Make a Habit Out of It

While you may have adopted any number of New Year’s Resolutions, it never hurts to brush up on one’s money management skills. The New Year is a great time to start fresh, and adopt financial habits that will help you in the short and long term. Today we’ve prepared five quick practices to help you improve your financial standing, starting right now!

 

  1. Set attainable goals: If you have had trouble with saving or money management in the past, then this could be the most important step you take. However, it’s not just for the beginner, and even seasoned savers like meeting goals! Setting attainable goals – as opposed to lofty, distant, or very difficult ones – will help you stay focused and motivated. For example, if you want to say $10,000 over the next calendar year, try by splitting it into fourths. That way, you’re only tasked with saving $2,500 every three months.
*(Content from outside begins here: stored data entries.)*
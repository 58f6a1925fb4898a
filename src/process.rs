//! Logical-thread lifecycle: identity, ownership, links, spawn, teardown.
//!
//! Every logical thread has a [`ThreadInfo`]: its own handle, its owner
//! (the thread that spawned it), and the set of peers to notify when it
//! dies. The info lives in fiber-local state under a cooperative scheduler
//! and in plain thread-local state otherwise, created lazily the first
//! time a thread participates in messaging.
//!
//! Termination flows as data: teardown closes the mailbox and delivers one
//! `LinkDead(self)` control message to each peer in `owner ∪ links`. The
//! receive dispatcher turns those into [`OwnerTerminated`] /
//! [`LinkTerminated`] events (see [`crate::receive`]).

use std::any::Any;
use std::cell::RefCell;
use std::collections::BTreeMap;
use std::sync::Arc;

use crate::error::{Error, ErrorKind, Result};
use crate::mailbox::{Mailbox, OnCrowding};
use crate::message::{Message, Variant};
use crate::tid::Tid;
use crate::tracing_compat::{debug, error, trace};

/// Event observed by a thread whose owner terminated.
///
/// Delivered through `receive` like any other message type; when no
/// handler accepts it, `receive` returns [`ErrorKind::OwnerTerminated`]
/// instead.
#[derive(Debug, Clone)]
pub struct OwnerTerminated(pub Tid);

/// Event observed by a thread whose linked peer terminated.
///
/// Delivered through `receive` like any other message type; when no
/// handler accepts it, `receive` returns [`ErrorKind::LinkTerminated`]
/// instead.
#[derive(Debug, Clone)]
pub struct LinkTerminated(pub Tid);

/// Per-logical-thread state.
///
/// Links are keyed deterministically (handles order by mailbox id); the
/// flag records whether the peer asked for termination to be surfaced
/// back (`spawn_linked`) or is a plain child.
#[derive(Debug, Default)]
pub(crate) struct ThreadInfo {
    pub(crate) ident: Option<Tid>,
    pub(crate) owner: Option<Tid>,
    pub(crate) links: BTreeMap<Tid, bool>,
}

impl ThreadInfo {
    pub(crate) fn new() -> Self {
        Self::default()
    }
}

thread_local! {
    /// Fallback state for threads not managed by any scheduler.
    static OS_INFO: RefCell<ThreadInfo> = RefCell::new(ThreadInfo::new());
}

/// Runs `f` against the calling logical thread's info: the running
/// fiber's, or the OS thread's own.
pub(crate) fn with_info<R>(f: impl FnOnce(&mut ThreadInfo) -> R) -> R {
    if let Some(info) = crate::scheduler::active_info() {
        let mut info = info.borrow_mut();
        f(&mut info)
    } else {
        OS_INFO.with(|cell| f(&mut cell.borrow_mut()))
    }
}

fn new_tid() -> Tid {
    let (put, not_full) = crate::scheduler::new_signal_pair();
    Tid::new(Arc::new(Mailbox::new(put, not_full)))
}

/// The calling thread's own handle, creating its mailbox on first use.
#[must_use]
pub fn this_tid() -> Tid {
    if let Some(tid) = with_info(|info| info.ident.clone()) {
        return tid;
    }
    let tid = new_tid();
    trace!(tid = %tid, "lazily created mailbox for participating thread");
    with_info(|info| info.ident = Some(tid.clone()));
    tid
}

/// The handle of the thread that spawned the caller.
///
/// # Errors
///
/// [`ErrorKind::NoOwner`] when the caller was not spawned by anyone (or
/// its owner already terminated and the notice was dispatched).
pub fn owner_tid() -> Result<Tid> {
    with_info(|info| info.owner.clone())
        .ok_or_else(|| Error::new(ErrorKind::NoOwner).with_context("thread has no owner"))
}

/// Spawns a new logical thread running `f`.
///
/// The child's owner is the caller. The `Send + 'static` bound is the
/// isolation check: state reachable from `f` must not alias the caller's
/// mutable data.
///
/// ```compile_fail
/// use std::rc::Rc;
/// let shared = Rc::new(1);
/// // Rc must not cross the thread boundary.
/// tidings::spawn(move || drop(shared));
/// ```
pub fn spawn<F>(f: F) -> Tid
where
    F: FnOnce() + Send + 'static,
{
    spawn_impl(false, f)
}

/// Spawns a new logical thread and links it to the caller: the caller
/// will observe [`LinkTerminated`] when the child dies.
pub fn spawn_linked<F>(f: F) -> Tid
where
    F: FnOnce() + Send + 'static,
{
    spawn_impl(true, f)
}

fn spawn_impl<F>(linked: bool, f: F) -> Tid
where
    F: FnOnce() + Send + 'static,
{
    let child = new_tid();
    let parent = this_tid();
    with_info(|info| info.links.insert(child.clone(), linked));
    debug!(child = %child, parent = %parent, linked, "spawning logical thread");

    let ident = child.clone();
    crate::scheduler::spawn_op(Box::new(move || entry(ident, Some(parent), f)));
    child
}

/// Entry shim for [`crate::run`]'s body: a root logical thread with no
/// owner and a lazily created identity.
pub(crate) fn run_entry<F: FnOnce()>(body: F) {
    let outcome = std::panic::catch_unwind(std::panic::AssertUnwindSafe(body));
    cleanup();
    if let Err(payload) = outcome {
        error!(
            panic = panic_message(payload.as_ref()),
            "scheduler body panicked"
        );
    }
}

/// Entry shim for spawned threads: installs identity and ownership before
/// the user body can observe them, and tears down on every exit path.
fn entry<F: FnOnce()>(ident: Tid, owner: Option<Tid>, f: F) {
    with_info(|info| {
        info.ident = Some(ident);
        info.owner = owner;
    });
    let outcome = std::panic::catch_unwind(std::panic::AssertUnwindSafe(f));
    cleanup();
    if let Err(payload) = outcome {
        // Logged and absorbed: one thread's death must not tear down
        // unrelated peers; interested peers hear about it via LinkDead.
        error!(
            panic = panic_message(payload.as_ref()),
            "logical thread panicked"
        );
    }
}

fn panic_message(payload: &(dyn Any + Send)) -> &str {
    payload
        .downcast_ref::<&'static str>()
        .copied()
        .or_else(|| payload.downcast_ref::<String>().map(String::as_str))
        .unwrap_or("<non-string panic payload>")
}

/// Role a dead peer played for the receiving thread, decided while the
/// bookkeeping is pruned.
pub(crate) enum DeadPeer {
    Owner,
    LinkedBack,
    Plain,
}

/// Prunes `peer` from the caller's owner/link bookkeeping and reports
/// which role it had.
pub(crate) fn note_link_dead(peer: &Tid) -> DeadPeer {
    with_info(|info| {
        let was_owner = info.owner.as_ref() == Some(peer);
        if was_owner {
            info.owner = None;
        }
        let link_back = info.links.remove(peer);
        if was_owner {
            DeadPeer::Owner
        } else if link_back == Some(true) {
            DeadPeer::LinkedBack
        } else {
            DeadPeer::Plain
        }
    })
}

/// Tears down the calling logical thread's messaging state.
///
/// Closes the mailbox (sweeping queued `LinkDead` notices into the
/// bookkeeping first, so already-dead peers are not notified), sends one
/// `LinkDead(self)` to each remaining peer in `owner ∪ links`, and drops
/// any registered names. Teardown must be unconditional, so every error
/// along the way is swallowed.
pub(crate) fn cleanup() {
    let Some(me) = with_info(|info| info.ident.clone()) else {
        return;
    };
    me.mailbox().close(|dead| {
        let _ = note_link_dead(dead);
    });

    let (owner, links) = with_info(|info| (info.owner.take(), std::mem::take(&mut info.links)));
    let mut notified = 0_usize;
    for peer in links.keys() {
        let _ = peer.mailbox().put(Message::link_dead(me.clone()), peer);
        notified += 1;
    }
    if let Some(owner) = owner {
        if !links.contains_key(&owner) {
            let _ = owner.mailbox().put(Message::link_dead(me.clone()), &owner);
            notified += 1;
        }
    }
    crate::registry::unregister_all(&me);
    with_info(|info| info.ident = None);
    trace!(tid = %me, notified, "logical thread terminated");
}

/// Sends `value` to `tid`'s standard lane.
///
/// Several values at once are one tuple value:
/// `send(&tid, (count, label))`. The `Send + 'static` bound is the
/// isolation check — see [`Variant`].
///
/// # Errors
///
/// [`ErrorKind::MailboxClosed`] if the target has terminated (the value is
/// discarded, matching fire-and-forget semantics; callers may ignore it),
/// [`ErrorKind::MailboxFull`] under the `Fail` crowding policy.
pub fn send<T: Any + Send>(tid: &Tid, value: T) -> Result<()> {
    tid.mailbox().put(Message::standard(Variant::new(value)), tid)
}

/// Sends `value` to `tid`'s priority lane: it overtakes buffered standard
/// messages and must be matched by the receiver, or their receive fails
/// with [`ErrorKind::PriorityMismatch`].
///
/// # Errors
///
/// [`ErrorKind::MailboxClosed`] if the target has terminated.
pub fn send_priority<T: Any + Send>(tid: &Tid, value: T) -> Result<()> {
    tid.mailbox().put(Message::priority(Variant::new(value)), tid)
}

/// Bounds `tid`'s mailbox at `max_msgs` standard messages (0 = unbounded)
/// and selects the policy applied to senders that hit the bound.
pub fn set_max_mailbox_size(tid: &Tid, max_msgs: usize, on_crowding: OnCrowding) {
    tid.mailbox().set_max(max_msgs, on_crowding);
}

#[cfg(test)]
mod tests {
    use super::*;

    #[test]
    fn this_tid_is_stable_within_a_thread() {
        let a = this_tid();
        let b = this_tid();
        assert_eq!(a, b);
    }

    #[test]
    fn this_tid_differs_across_threads() {
        let here = this_tid();
        let there = std::thread::spawn(this_tid).join().expect("join");
        assert_ne!(here, there);
    }

    #[test]
    fn owner_tid_fails_for_unowned_thread() {
        // Run on a fresh OS thread so other tests' state cannot interfere.
        std::thread::spawn(|| {
            let err = owner_tid().expect_err("root thread has no owner");
            assert_eq!(err.kind(), ErrorKind::NoOwner);
        })
        .join()
        .expect("join");
    }

    #[test]
    fn spawned_thread_sees_spawner_as_owner() {
        spawn(move || {
            let owner = owner_tid().expect("spawned thread has an owner");
            let _ = send(&owner, owner == this_tid());
        });
        // `false`: the child's owner is us, not the child itself.
        assert!(!crate::receive_only::<bool>().expect("reply"));
    }

    #[test]
    fn cleanup_notifies_owner_exactly_once_when_also_linked() {
        // A linked child has its parent in no set of its own; dedup is
        // about a thread whose owner ALSO appears in its links. Simulate
        // by linking back manually.
        std::thread::spawn(|| {
            let me = this_tid();
            let observer = new_tid();
            with_info(|info| {
                info.owner = Some(observer.clone());
                info.links.insert(observer.clone(), true);
            });
            cleanup();

            // Exactly one LinkDead notice.
            assert_eq!(observer.mailbox().queued_len(), 1);
            let _ = me;
        })
        .join()
        .expect("join");
    }

    #[test]
    fn cleanup_retires_identity() {
        std::thread::spawn(|| {
            let first = this_tid();
            cleanup();
            let second = this_tid();
            assert_ne!(first, second, "cleanup retires the identity");
            assert!(first.mailbox().is_closed());
        })
        .join()
        .expect("join");
    }

    #[test]
    fn send_to_terminated_thread_reports_closed() {
        let tid = new_tid();
        tid.mailbox().close(|_| {});
        let err = send(&tid, 1_i32).expect_err("closed mailbox");
        assert_eq!(err.kind(), ErrorKind::MailboxClosed);
    }
}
Make sure that you treat yourself in some way when you reach a goal, so that you don’t resent it!

 

  1. Automate it: In this day and age, it is incredibly easy to setup automated savings through online financial services. The single best thing you can automate this year is depositing money into your 401(k). Many companies will match up to around 3% of what you put in, which is absolutely free money – take advantage of it! What’s more is that 401(k) contributions come out of your paycheck pretax. In addition to or in place of this, you can likely automate transfers from different bank accounts. For example, if you setup a savings and a checking account with your bank, you can automate a transfer of, say, $200 every first of the month. That way, money is being socked away and you don’t even have to think about it.

 

  1. Determine your weakness: We’ve all got our own weakness when it comes to spending money. For some folks, they might have trouble resisting a new pair of shoes. Others may find that their budgetary black hole is dining out. Do a quick audit of your checking account, and add up recurring expenses until you assess where the majority of your disposable income is going. Then, make a plan to cut down. For example, if you eat out four times a week, try to cut it down to three, and then two. If you simply love shopping, forego it until you’ve hit a desired savings goal. By employing this method, you can turn habits into rewards. This will cause you to value them more, as well as helping you save!

 

  1. Make a budget! So many people abhor the budget. However, the truth is that regardless of your income level, you can benefit from having and adhering to a budget! The simple reason behind this is that regardless of one’s income, we tend to spend proportionally. While you may contend that with that new raise you’re making more – which technically is true – there’s a good chance you’re also spending more as well. Head over to nerdwallet here: http://www.nerdwallet.com/blog/nerdscholar/creating-budget/, and check out their four easy steps to get starting on making your budget today. While it is time consuming initially, you’ll find that sticking to a planned budget helps control spending and increase saving!

 

  1. Don’t put it off: This is a great tip that can be applied to many facets of life, but is particularly good for finances. Think back on 2015 – does it seem like it just flew by? If you answered yes, you can bet the same will happen with 2016! Though we as humans have great intentions, we tend to have more trouble following through with them. By setting hard goals and not procrastinating, you stand to greatly improve your chances for getting on better financial footing this year. Consider setting aside an hour a week to determine where you are, and where you want to be by the end of the week, month, or year.